## Instructions for the task
Copy out every line of the data that has the word "RetryConfig" somewhere in it.

## Record set
★ ★ ★ ★ ★ ★ ★

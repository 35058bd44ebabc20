//! Location status inspection command

use anyhow::{bail, Context, Result};
use chrono::Utc;
use std::sync::Arc;

use crate::config::Config;
use crate::coverage::CoveragePlanner;
use crate::lease::{LeaseManager, PostgresLeaseStore};
use crate::models::ResourceKey;
use crate::storage::{ListingStore, PostgresListingStore};

/// Print lease, refresh and coverage state for one location.
pub async fn status(location: String, config: Config) -> Result<()> {
    let Some(key) = ResourceKey::parse(&location) else {
        bail!("invalid location '{location}'; expected \"City, Country\" or \"City, Region, Country\"");
    };

    let lease_store = PostgresLeaseStore::connect(&config.store)
        .await
        .context("failed to connect lease store")?;
    lease_store.init_schema().await?;
    let leases = LeaseManager::new(Arc::new(lease_store), config.coordination.lease_ttl());

    let listings = PostgresListingStore::connect(&config.store)
        .await
        .context("failed to connect listing store")?;
    listings.init_schema().await?;

    let now = Utc::now();
    println!("Location: {key}");

    match leases.inspect(&key).await? {
        Some(info) if info.held => {
            let expired = if info.is_expired(now, config.coordination.lease_ttl()) {
                " (expired)"
            } else {
                ""
            };
            println!(
                "Lease:    held by {}{expired}, acquired {}, updated {}",
                info.holder_class, info.acquired_at, info.last_updated
            );
        }
        Some(info) => {
            println!("Lease:    free (last held by {})", info.holder_class);
        }
        None => println!("Lease:    never acquired"),
    }

    match listings.location(&key).await? {
        Some(record) => {
            let refreshed = record
                .last_refreshed
                .map(|t| t.to_rfc3339())
                .unwrap_or_else(|| "never".to_string());
            print!("Status:   {} (last refreshed {refreshed})", record.status);
            if let Some(message) = &record.message {
                print!(" ({message})");
            }
            println!();
        }
        None => println!("Status:   unknown location"),
    }

    let movies = listings.load_movies(&key).await?;
    let planner = CoveragePlanner::new(config.coordination.coverage_horizon_days);
    let report = planner.report(&movies, now);

    println!(
        "Coverage: {}/{} target dates covered ({} movies persisted)",
        report.covered.len(),
        report.target.days(),
        movies.len()
    );
    match report.plan {
        Some(window) => println!("Plan:     fetch {window}"),
        None => println!("Plan:     nothing to fetch"),
    }

    Ok(())
}
//! CLI command handlers

pub mod demand;
pub mod refresh;
pub mod status;
pub mod worker;

// Re-export command functions for convenience
pub use demand::demand;
pub use refresh::refresh;
pub use status::status;
pub use worker::worker;

use anyhow::{Context, Result};
use std::sync::Arc;

use crate::acquire::{Acquirer, CommandAcquirer, RetryingAcquirer};
use crate::config::Config;
use crate::lease::{LeaseManager, PostgresLeaseStore};
use crate::orchestrator::Coordinator;
use crate::storage::PostgresListingStore;
use crate::utils::retry::RetryConfig;

/// Resolve the external acquirer command from the CLI arg or environment.
pub fn resolve_acquirer(arg: Option<String>) -> Result<String> {
    arg.or_else(|| std::env::var("MARQUEE_ACQUIRER_CMD").ok())
        .context("no acquirer command; pass --acquirer or set MARQUEE_ACQUIRER_CMD")
}

/// Connect both stores, initialize schemas and assemble the coordinator.
pub async fn build_coordinator(config: &Config, acquirer_cmd: &str) -> Result<Arc<Coordinator>> {
    crate::metrics::init_metrics();

    let lease_store = PostgresLeaseStore::connect(&config.store)
        .await
        .context("failed to connect lease store")?;
    lease_store.init_schema().await?;

    let listing_store = PostgresListingStore::connect(&config.store)
        .await
        .context("failed to connect listing store")?;
    listing_store.init_schema().await?;

    let leases = Arc::new(LeaseManager::new(
        Arc::new(lease_store),
        config.coordination.lease_ttl(),
    ));

    let acquirer: Arc<dyn Acquirer> = Arc::new(RetryingAcquirer::new(
        CommandAcquirer::new(acquirer_cmd),
        RetryConfig::default(),
    ));

    Ok(Arc::new(Coordinator::new(
        leases,
        Arc::new(listing_store),
        acquirer,
        config.coordination.clone(),
    )))
}
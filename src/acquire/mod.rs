//! Acquirer seam
//!
//! The acquisition capability, however it discovers and extracts
//! listings, is external to the coordination layer and modeled as a
//! black-box async call: `fetch(location, window) -> movies`. It carries
//! no completeness or latency guarantee and may return partial results;
//! the lease TTL bounds how long a stuck call can block other actors.

use async_trait::async_trait;
use serde::{Deserialize, Serialize};
use std::process::Stdio;
use thiserror::Error;
use tokio::process::Command;
use tracing::debug;

use crate::models::{FetchRange, Movie, ResourceKey};
use crate::utils::retry::{with_retry, RetryConfig};

/// Opaque acquirer failure. The coordination layer records the message
/// per key and moves on; it never interprets it.
#[derive(Error, Debug, Clone)]
#[error("{0}")]
pub struct AcquireError(String);

impl AcquireError {
    pub fn new(msg: impl Into<String>) -> Self {
        Self(msg.into())
    }

    pub fn message(&self) -> &str {
        &self.0
    }
}

/// Listings produced by one fetch call.
#[derive(Debug, Clone, Default, Serialize, Deserialize)]
pub struct Acquisition {
    pub movies: Vec<Movie>,
}

/// External capability producing listing data for a location and window.
#[async_trait]
pub trait Acquirer: Send + Sync {
    async fn fetch(
        &self,
        key: &ResourceKey,
        window: FetchRange,
    ) -> Result<Acquisition, AcquireError>;
}

/// Acquirer that bridges to an external command.
///
/// The command receives the location and the inclusive date window as
/// arguments and must print an `{"movies": [...]}` JSON document on
/// stdout. Anything else (non-zero exit, unparseable output) becomes an
/// opaque [`AcquireError`].
pub struct CommandAcquirer {
    program: String,
}

impl CommandAcquirer {
    pub fn new(program: impl Into<String>) -> Self {
        Self {
            program: program.into(),
        }
    }
}

#[async_trait]
impl Acquirer for CommandAcquirer {
    async fn fetch(
        &self,
        key: &ResourceKey,
        window: FetchRange,
    ) -> Result<Acquisition, AcquireError> {
        debug!(key = %key, window = %window, program = %self.program, "invoking acquirer");

        let child = Command::new(&self.program)
            .arg(key.to_string())
            .arg(window.start.to_string())
            .arg(window.end.to_string())
            .stdin(Stdio::null())
            .stdout(Stdio::piped())
            .stderr(Stdio::piped())
            .spawn()
            .map_err(|e| AcquireError::new(format!("failed to spawn acquirer: {e}")))?;

        let output = child
            .wait_with_output()
            .await
            .map_err(|e| AcquireError::new(format!("acquirer did not finish: {e}")))?;

        if !output.status.success() {
            let stderr = String::from_utf8_lossy(&output.stderr);
            return Err(AcquireError::new(format!(
                "acquirer exited with {}: {}",
                output.status,
                stderr.trim()
            )));
        }

        serde_json::from_slice(&output.stdout)
            .map_err(|e| AcquireError::new(format!("malformed acquirer output: {e}")))
    }
}

/// Wraps an acquirer with retry and exponential backoff.
///
/// Timeout/retry is the acquirer side's responsibility per the
/// concurrency model; the coordination layer itself imposes no timeout.
/// Total retry time should stay well under the lease TTL.
pub struct RetryingAcquirer<A> {
    inner: A,
    retry: RetryConfig,
}

impl<A: Acquirer> RetryingAcquirer<A> {
    pub fn new(inner: A, retry: RetryConfig) -> Self {
        Self { inner, retry }
    }
}

#[async_trait]
impl<A: Acquirer> Acquirer for RetryingAcquirer<A> {
    async fn fetch(
        &self,
        key: &ResourceKey,
        window: FetchRange,
    ) -> Result<Acquisition, AcquireError> {
        with_retry(&self.retry, || async {
            self.inner
                .fetch(key, window)
                .await
                .map_err(anyhow::Error::from)
        })
        .await
        .map_err(|e| AcquireError::new(e.to_string()))
    }
}
//! Shard worker command
//!
//! Invoked once per cycle by the external scheduler with this worker's
//! shard id. The worker filters the catalog locally and processes only
//! its own subset; no coordination with sibling workers is needed.

use anyhow::{bail, Result};

use super::{build_coordinator, resolve_acquirer};
use crate::config::Config;
use crate::orchestrator::ShardWorker;

/// Run one shard worker cycle.
pub async fn worker(
    shard_id: u32,
    shards: Option<u32>,
    acquirer: Option<String>,
    config: Config,
) -> Result<()> {
    let total_shards = shards.unwrap_or(config.coordination.total_shards);
    if total_shards == 0 {
        bail!("shards must be greater than 0");
    }
    if shard_id >= total_shards {
        bail!("shard_id must be between 0 and {}", total_shards - 1);
    }

    let acquirer_cmd = resolve_acquirer(acquirer)?;
    let coordinator = build_coordinator(&config, &acquirer_cmd).await?;

    let worker = ShardWorker::new(coordinator, shard_id, total_shards);
    let summary = worker.run().await?;

    println!("Shard {shard_id}/{total_shards}: {summary}");
    Ok(())
}
//! Incremental coverage planning
//!
//! Computes the minimal date window still needing acquisition for a
//! location from its persisted showtimes. Calendar dates are evaluated in
//! the fixed reference timezone (UTC); only future showtimes count as
//! coverage, so a date full of already-played screenings is treated as
//! missing.

use chrono::{DateTime, Duration, NaiveDate, Utc};
use std::collections::BTreeSet;

use crate::models::{FetchRange, Movie};

/// Plans fetch windows against a configured coverage horizon.
#[derive(Debug, Clone, Copy)]
pub struct CoveragePlanner {
    horizon_days: u32,
}

/// Coverage snapshot for a location, used by the status surface.
#[derive(Debug, Clone)]
pub struct CoverageReport {
    /// The full target window `[T0, T0 + horizon)`.
    pub target: FetchRange,

    /// Target dates that already have at least one future showtime.
    pub covered: BTreeSet<NaiveDate>,

    /// The window still needing acquisition, if any.
    pub plan: Option<FetchRange>,
}

impl CoveragePlanner {
    pub fn new(horizon_days: u32) -> Self {
        Self { horizon_days }
    }

    pub fn horizon_days(&self) -> u32 {
        self.horizon_days
    }

    /// The target window starting at `now`'s UTC date.
    pub fn target_window(&self, now: DateTime<Utc>) -> FetchRange {
        let t0 = now.date_naive();
        FetchRange::new(t0, t0 + Duration::days(self.horizon_days as i64 - 1))
    }

    /// Compute the minimal window still needing acquisition.
    ///
    /// Returns `None` when every target date is covered; the caller
    /// should short-circuit and serve existing data. Returns the full
    /// window when nothing is covered, or when the most recent date with
    /// any data lies strictly before today (catch-up: partial coverage
    /// bookkeeping is unreliable once data has aged past the window).
    pub fn plan(&self, movies: &[Movie], now: DateTime<Utc>) -> Option<FetchRange> {
        let target = self.target_window(now);
        let t0 = target.start;

        let mut covered: BTreeSet<NaiveDate> = BTreeSet::new();
        let mut latest_with_data: Option<NaiveDate> = None;

        for movie in movies {
            for theater in &movie.theaters {
                for showtime in &theater.showtimes {
                    let date = showtime.date_utc();
                    latest_with_data = Some(latest_with_data.map_or(date, |d| d.max(date)));
                    if showtime.start_utc() > now {
                        covered.insert(date);
                    }
                }
            }
        }

        if let Some(latest) = latest_with_data {
            if latest < t0 {
                return Some(target);
            }
        }

        let missing: Vec<NaiveDate> = (0..self.horizon_days as i64)
            .map(|i| t0 + Duration::days(i))
            .filter(|d| !covered.contains(d))
            .collect();

        let (first, last) = match (missing.first(), missing.last()) {
            (Some(first), Some(last)) => (*first, *last),
            _ => return None,
        };

        // The window never starts before today
        Some(FetchRange::new(first.max(t0), last))
    }

    /// Full coverage snapshot for inspection surfaces.
    pub fn report(&self, movies: &[Movie], now: DateTime<Utc>) -> CoverageReport {
        let target = self.target_window(now);
        let covered = movies
            .iter()
            .flat_map(|m| &m.theaters)
            .flat_map(|t| &t.showtimes)
            .filter(|s| s.start_utc() > now)
            .map(|s| s.date_utc())
            .filter(|d| target.contains(*d))
            .collect();

        CoverageReport {
            target,
            covered,
            plan: self.plan(movies, now),
        }
    }
}
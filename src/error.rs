//! Unified error handling for the marquee crate
//!
//! Domain-specific errors (lease store, acquirer) live next to their
//! modules; this module folds them into a single [`Error`] enum usable
//! across module boundaries, with a category and a recoverability hint
//! for callers deciding between retry and abort.

use std::io;
use thiserror::Error;

pub use crate::acquire::AcquireError;
pub use crate::lease::store::StoreError;

/// Common interface implemented by marquee error types
pub trait MarqueeError: std::error::Error {
    /// Whether the operation may succeed on a later attempt or cycle
    fn is_recoverable(&self) -> bool;

    /// The error category for handling strategies
    fn category(&self) -> ErrorCategory;
}

/// Classification of errors for handling strategies
#[derive(Debug, Clone, Copy, PartialEq, Eq, Hash)]
pub enum ErrorCategory {
    /// Lease/coordination failures
    Coordination,
    /// External acquirer failures
    Acquisition,
    /// Persistent store and I/O errors
    Storage,
    /// Configuration and validation errors
    Config,
    /// Other/unknown errors
    Other,
}

/// Unified error type for the marquee crate
#[derive(Error, Debug)]
pub enum Error {
    /// Lease or listing store errors
    #[error("Store error: {0}")]
    Store(#[from] StoreError),

    /// External acquirer errors
    #[error("Acquire error: {0}")]
    Acquire(#[from] AcquireError),

    /// I/O errors
    #[error("I/O error: {0}")]
    Io(#[from] io::Error),

    /// JSON serialization/deserialization errors
    #[error("JSON error: {0}")]
    Json(#[from] serde_json::Error),

    /// Configuration errors
    #[error("Config error: {0}")]
    Config(String),

    /// Generic error with context
    #[error("{context}")]
    Other {
        context: String,
        #[source]
        source: Option<Box<dyn std::error::Error + Send + Sync>>,
    },
}

impl MarqueeError for StoreError {
    fn is_recoverable(&self) -> bool {
        // The store being unreachable is fatal for the current invocation;
        // the external scheduler retries on the next cycle.
        false
    }

    fn category(&self) -> ErrorCategory {
        ErrorCategory::Storage
    }
}

impl MarqueeError for AcquireError {
    fn is_recoverable(&self) -> bool {
        true
    }

    fn category(&self) -> ErrorCategory {
        ErrorCategory::Acquisition
    }
}

impl MarqueeError for Error {
    fn is_recoverable(&self) -> bool {
        match self {
            Self::Store(e) => e.is_recoverable(),
            Self::Acquire(e) => e.is_recoverable(),
            Self::Io(_) => true,
            Self::Json(_) => false,
            Self::Config(_) => false,
            Self::Other { .. } => false,
        }
    }

    fn category(&self) -> ErrorCategory {
        match self {
            Self::Store(e) => e.category(),
            Self::Acquire(e) => e.category(),
            Self::Io(_) => ErrorCategory::Storage,
            Self::Json(_) => ErrorCategory::Storage,
            Self::Config(_) => ErrorCategory::Config,
            Self::Other { .. } => ErrorCategory::Other,
        }
    }
}

impl Error {
    /// Create a configuration error
    pub fn config(msg: impl Into<String>) -> Self {
        Self::Config(msg.into())
    }

    /// Create a generic error with context
    pub fn other(context: impl Into<String>) -> Self {
        Self::Other {
            context: context.into(),
            source: None,
        }
    }

    /// Create a generic error with context and source
    pub fn with_source(
        context: impl Into<String>,
        source: impl std::error::Error + Send + Sync + 'static,
    ) -> Self {
        Self::Other {
            context: context.into(),
            source: Some(Box::new(source)),
        }
    }
}

// Conversion from anyhow::Error
impl From<anyhow::Error> for Error {
    fn from(err: anyhow::Error) -> Self {
        Self::Other {
            context: err.to_string(),
            source: None,
        }
    }
}

/// Result type alias using the unified Error type
pub type Result<T> = std::result::Result<T, Error>;
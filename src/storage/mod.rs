//! Persisted listing state
//!
//! The listing store holds, per resource key, the merged movie records and
//! a refresh-status row. All mutation of this state for a key happens only
//! while that key's lease is held by the mutator; the store itself adds no
//! locking beyond each statement's own atomicity.

pub mod memory;
pub mod postgres;

pub use memory::MemoryListingStore;
pub use postgres::PostgresListingStore;

use async_trait::async_trait;
use chrono::{DateTime, Utc};

use crate::lease::store::StoreError;
use crate::models::{LocationRecord, Movie, RefreshStatus, ResourceKey};

/// Persistent movie/theater/showtime state plus per-location status.
#[async_trait]
pub trait ListingStore: Send + Sync {
    /// All keys known to the catalog.
    async fn list_keys(&self) -> Result<Vec<ResourceKey>, StoreError>;

    /// Load the persisted movies for a key (empty when unknown).
    async fn load_movies(&self, key: &ResourceKey) -> Result<Vec<Movie>, StoreError>;

    /// Replace the persisted movies for a key with the reconciled set.
    async fn replace_movies(&self, key: &ResourceKey, movies: &[Movie])
        -> Result<(), StoreError>;

    /// Current status record for a key.
    async fn location(&self, key: &ResourceKey) -> Result<Option<LocationRecord>, StoreError>;

    /// Upsert the refresh status for a key. `Fresh` stamps
    /// `last_refreshed = now`; `Stale`/`Error` keep the previous stamp so
    /// freshness age stays truthful.
    async fn mark_status(
        &self,
        key: &ResourceKey,
        status: RefreshStatus,
        message: Option<&str>,
        now: DateTime<Utc>,
    ) -> Result<(), StoreError>;
}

★ ★ ★ ★ ★ ★ ★

## Response box
use crate::utils::retry::RetryConfig;
        RetryConfig::default(),
use crate::utils::retry::{with_retry, RetryConfig};
    retry: RetryConfig,
    pub fn new(inner: A, retry: RetryConfig) -> Self {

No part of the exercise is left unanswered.